デイアンドナイトのつばさるのレビュー・感想・評価

デイアンドナイト(2019年製作の映画)
4.0
ストーリー ★★★★☆
キャラクター★★★★★
オシャレ度 ★★★★☆
エンタメ度 ★★☆☆☆
メッセージ性★★★★★

山田孝之プロデューサーの故郷・鹿児島県であった舞台挨拶付き先行上映に行って来ました。
初めての舞台挨拶だったので、ドキドキでした💓

主演の阿部進之介さんは新しい映画の役作りの為23kg増量して、今回のやや頼りない細身の主人公とは打って変わって、かなりの筋肉質な体型に。長身なのでパッと目を惹くかなりの存在感。

6年前に監督に何か作りたい映画はあるかと尋ねられた阿部さんが今回の映画の構想を発案し、それに山田孝之プロデューサーが加わって3人で始動した企画だそう。

監督いわく「善と悪とそれを包み込む風がテーマ」風力発電機が並ぶ景色がいろんな時間帯に多用され美しい。昼と夜とで同じ動きをする短いカットが交互に映される印象的なシーンもあった。
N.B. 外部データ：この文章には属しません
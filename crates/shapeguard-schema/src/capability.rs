//! # Pluggable Capabilities
//!
//! Custom validators and typecasters are plain closures behind narrow
//! wrappers. A [`Validator`] answers "is this value acceptable?" and may
//! explain why not; a [`Caster`] coerces a raw value toward a declared
//! type and may fail.
//!
//! Both wrappers are cheap to clone (`Arc`) and `Send + Sync`, so a
//! compiled schema can be shared across threads.

use std::fmt;
use std::sync::Arc;

use serde_json::Value;
use thiserror::Error;

/// Outcome of a custom validator.
#[derive(Debug, Clone, PartialEq, Eq)]
pub enum Check {
    /// The value is acceptable.
    Pass,
    /// The value is rejected without a description.
    Fail,
    /// The value is rejected with a human-readable description.
    FailWith(String),
}

impl Check {
    /// True for [`Check::Pass`].
    pub fn is_pass(&self) -> bool {
        matches!(self, Check::Pass)
    }
}

impl From<bool> for Check {
    fn from(ok: bool) -> Self {
        if ok {
            Check::Pass
        } else {
            Check::Fail
        }
    }
}

impl From<Result<(), String>> for Check {
    fn from(result: Result<(), String>) -> Self {
        match result {
            Ok(()) => Check::Pass,
            Err(message) => Check::FailWith(message),
        }
    }
}

impl From<Result<(), &str>> for Check {
    fn from(result: Result<(), &str>) -> Self {
        result.map_err(str::to_string).into()
    }
}

type ValidateFn = dyn Fn(&Value) -> Check + Send + Sync;

/// A custom validation predicate attached to a leaf property.
#[derive(Clone)]
pub struct Validator(Arc<ValidateFn>);

impl Validator {
    /// Wrap a closure returning anything convertible into a [`Check`]:
    /// `bool`, `Result<(), String>`, or a `Check` itself.
    pub fn new<F, R>(f: F) -> Self
    where
        F: Fn(&Value) -> R + Send + Sync + 'static,
        R: Into<Check>,
    {
        Self(Arc::new(move |value: &Value| -> Check { f(value).into() }))
    }

    /// Run the predicate.
    pub fn check(&self, value: &Value) -> Check {
        (self.0)(value)
    }
}

impl fmt::Debug for Validator {
    fn fmt(&self, f: &mut fmt::Formatter<'_>) -> fmt::Result {
        f.write_str("Validator(..)")
    }
}

/// A failed coercion.
#[derive(Error, Debug, Clone, PartialEq, Eq)]
#[error("cannot cast {found} to {target}: {reason}")]
pub struct CastError {
    /// Name of the type the cast aimed for.
    pub target: String,
    /// Kind of the value that was offered.
    pub found: String,
    /// Why the coercion was impossible.
    pub reason: String,
}

impl CastError {
    /// Build a cast error for `value`.
    pub fn new(target: impl Into<String>, value: &Value, reason: impl Into<String>) -> Self {
        Self {
            target: target.into(),
            found: shapeguard_core::ValueKind::of(value).to_string(),
            reason: reason.into(),
        }
    }
}

type CastFn = dyn Fn(&Value) -> Result<Value, CastError> + Send + Sync;

/// A typecast function attached to a leaf property.
#[derive(Clone)]
pub struct Caster(Arc<CastFn>);

impl Caster {
    /// Wrap a fallible coercion closure.
    pub fn new<F>(f: F) -> Self
    where
        F: Fn(&Value) -> Result<Value, CastError> + Send + Sync + 'static,
    {
        Self(Arc::new(f))
    }

    /// Run the coercion.
    ///
    /// # Errors
    ///
    /// Propagates the closure's [`CastError`].
    pub fn cast(&self, value: &Value) -> Result<Value, CastError> {
        (self.0)(value)
    }
}

impl fmt::Debug for Caster {
    fn fmt(&self, f: &mut fmt::Formatter<'_>) -> fmt::Result {
        f.write_str("Caster(..)")
    }
}
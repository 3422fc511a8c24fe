//! # Path-Addressed Access
//!
//! Helpers for resolving a [`FieldPath`] inside a JSON object tree.
//!
//! A missing key, a missing intermediate object, or an intermediate that
//! is not an object all resolve to "absent", as does JSON `null`. Reads
//! never error on the shape of the input: the shape is what is being
//! validated. Only [`replace`] can fail, when there is no parent object
//! to write into.

use serde_json::Value;

use crate::error::CoreError;
use crate::path::FieldPath;

/// Resolve `path` inside `root`.
pub fn lookup<'a>(root: &'a Value, path: &FieldPath) -> Option<&'a Value> {
    path.segments()
        .try_fold(root, |current, segment| current.as_object()?.get(segment))
}

/// Resolve `path` inside `root` for writing.
pub fn lookup_mut<'a>(root: &'a mut Value, path: &FieldPath) -> Option<&'a mut Value> {
    path.segments()
        .try_fold(root, |current, segment| current.as_object_mut()?.get_mut(segment))
}

/// Drop `null`: the value if it counts as present, else `None`.
pub fn presence(value: Option<&Value>) -> Option<&Value> {
    value.filter(|value| !value.is_null())
}

/// Resolve `path` and treat JSON `null` as absent.
pub fn present<'a>(root: &'a Value, path: &FieldPath) -> Option<&'a Value> {
    presence(lookup(root, path))
}

/// True if the value counts as absent for presence checks.
pub fn is_absent(value: Option<&Value>) -> bool {
    presence(value).is_none()
}

/// Write `value` at `path`, returning the value it displaced.
///
/// The key itself need not exist, but its parent must be an object.
///
/// # Errors
///
/// Returns [`CoreError::MissingParent`] if the parent is missing or is
/// not an object (or, for a top-level path, if `root` is not an object).
pub fn replace(root: &mut Value, path: &FieldPath, value: Value) -> Result<Option<Value>, CoreError> {
    let parent = match path.parent() {
        Some(parent) => lookup_mut(root, &parent),
        None => Some(root),
    };
    let map = parent
        .and_then(Value::as_object_mut)
        .ok_or_else(|| CoreError::MissingParent { path: path.clone() })?;
    Ok(map.insert(path.name().to_string(), value))
}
光が重視されシーンによって色味を効果的に変えている。
絶望し顔面蒼白な安藤政信さんの目元のアップから始まるオープニングは字のごとく青白い画面。
日常では黄味がかった暖かい光が差し込み、疑念を抱く重要な局面では、冷たく感じるほどの白。
ラストシーンでは画面を黒と赤が占めていて異様な鋭さがある。

キャスト陣のパフォーマンスも素晴らしかった。
主演の阿部進之介さんは企画から関わっていた為長期間掛けて役作りし、主人公「明石」を熱演。クライマックス、鋭い眼光には狂気を感じ、軽く震えた。実際光ってた気がする…?

それに目を惹くのが奈々役の清原果耶ちゃん。施設の中では年長者で歳下の子ども達には笑顔で接するが、大人を信用していない。強がりで、寂しいとは口に出せない年頃の女の子をサラリと演じてる。彼女、只者では無い。山田プロデューサーも惚れ込んでるとか。

安藤政信氏演じる影のある男・北村は登場から強い違和感を与えていた。一見優しい兄貴分なのに、いつも心ここに在らずと言った印象で、掴み所が無い。

他のキャラクターも人間臭くて、現実味があり身近に感じる。

絡み合う複雑な人間関係により作り出される、重厚なドラマがありました。
切なく恐ろしい悲しみの連鎖

1/26(土)から全国ロードショーです。